* [Description of the task]: Starting at the line that holds "use crate::bank::account::AccountNumber;" and stopping at the line that holds "a string slice.", restate the records below word for word, with both of those lines included.

START Data excerpts

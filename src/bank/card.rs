//! Cards and PIN checks.

use crate::bank::account::AccountNumber;
use serde::{Deserialize, Serialize};
use std::fmt;

/// An opaque card identifier, e.g. `CARD001`.
#[derive(Clone, Debug, PartialEq, Eq, PartialOrd, Ord, Hash, Serialize, Deserialize)]
pub struct CardNumber(String);

impl CardNumber {
    /// Creates a card number from any string-like value.
    pub fn new(number: impl Into<String>) -> Self {
        CardNumber(number.into())
    }

    /// The number as a string slice.
    pub fn as_str(&self) -> &str {
        &self.0
    }
}

impl From<&str> for CardNumber {
    fn from(number: &str) -> Self {
        CardNumber::new(number)
    }
}

impl From<String> for CardNumber {
    fn from(number: String) -> Self {
        CardNumber(number)
    }
}

impl fmt::Display for CardNumber {
    fn fmt(&self, f: &mut fmt::Formatter<'_>) -> fmt::Result {
        f.write_str(&self.0)
    }
}

/// A numeric PIN, compared by plain equality.
#[derive(Clone, Copy, Debug, PartialEq, Eq, Hash, Serialize, Deserialize)]
pub struct PinCode(u32);

impl PinCode {
    /// Creates a PIN from its digits.
    pub const fn new(digits: u32) -> Self {
        PinCode(digits)
    }
}

impl From<u32> for PinCode {
    fn from(digits: u32) -> Self {
        PinCode(digits)
    }
}

/// A bank card: its number, its PIN, and the account it belongs to.
///
/// # Example
///
/// ```rust
/// use cashpoint::{Card, PinCode};
///
/// let card = Card::new("CARD001", PinCode::new(1111), "ACC001");
/// assert!(card.validate_pin(PinCode::new(1111)));
/// assert!(!card.validate_pin(PinCode::new(9999)));
/// ```
#[derive(Clone, Debug, PartialEq, Eq, Serialize, Deserialize)]
pub struct Card {
    number: CardNumber,
    pin: PinCode,
    account: AccountNumber,
}

impl Card {
    /// Creates a card linked to an account.
    pub fn new(
        number: impl Into<CardNumber>,
        pin: PinCode,
        account: impl Into<AccountNumber>,
    ) -> Self {
        Card {
            number: number.into(),
            pin,
            account: account.into(),
        }
    }

    /// The card's identifier.
    pub fn number(&self) -> &CardNumber {
        &self.number
    }

    /// The account this card draws on.
    pub fn account_number(&self) -> &AccountNumber {
        &self.account
    }

    /// Whether `candidate` matches the card's PIN.
    pub fn validate_pin(&self, candidate: PinCode) -> bool {
        self.pin == candidate
    }
}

END Data excerpts

* [Expected answer]:
use crate::bank::account::AccountNumber;
use serde::{Deserialize, Serialize};
use std::fmt;

/// An opaque card identifier, e.g. `CARD001`.
#[derive(Clone, Debug, PartialEq, Eq, PartialOrd, Ord, Hash, Serialize, Deserialize)]
pub struct CardNumber(String);

impl CardNumber {
    /// Creates a card number from any string-like value.
    pub fn new(number: impl Into<String>) -> Self {
        CardNumber(number.into())
    }

    /// The number as a string slice.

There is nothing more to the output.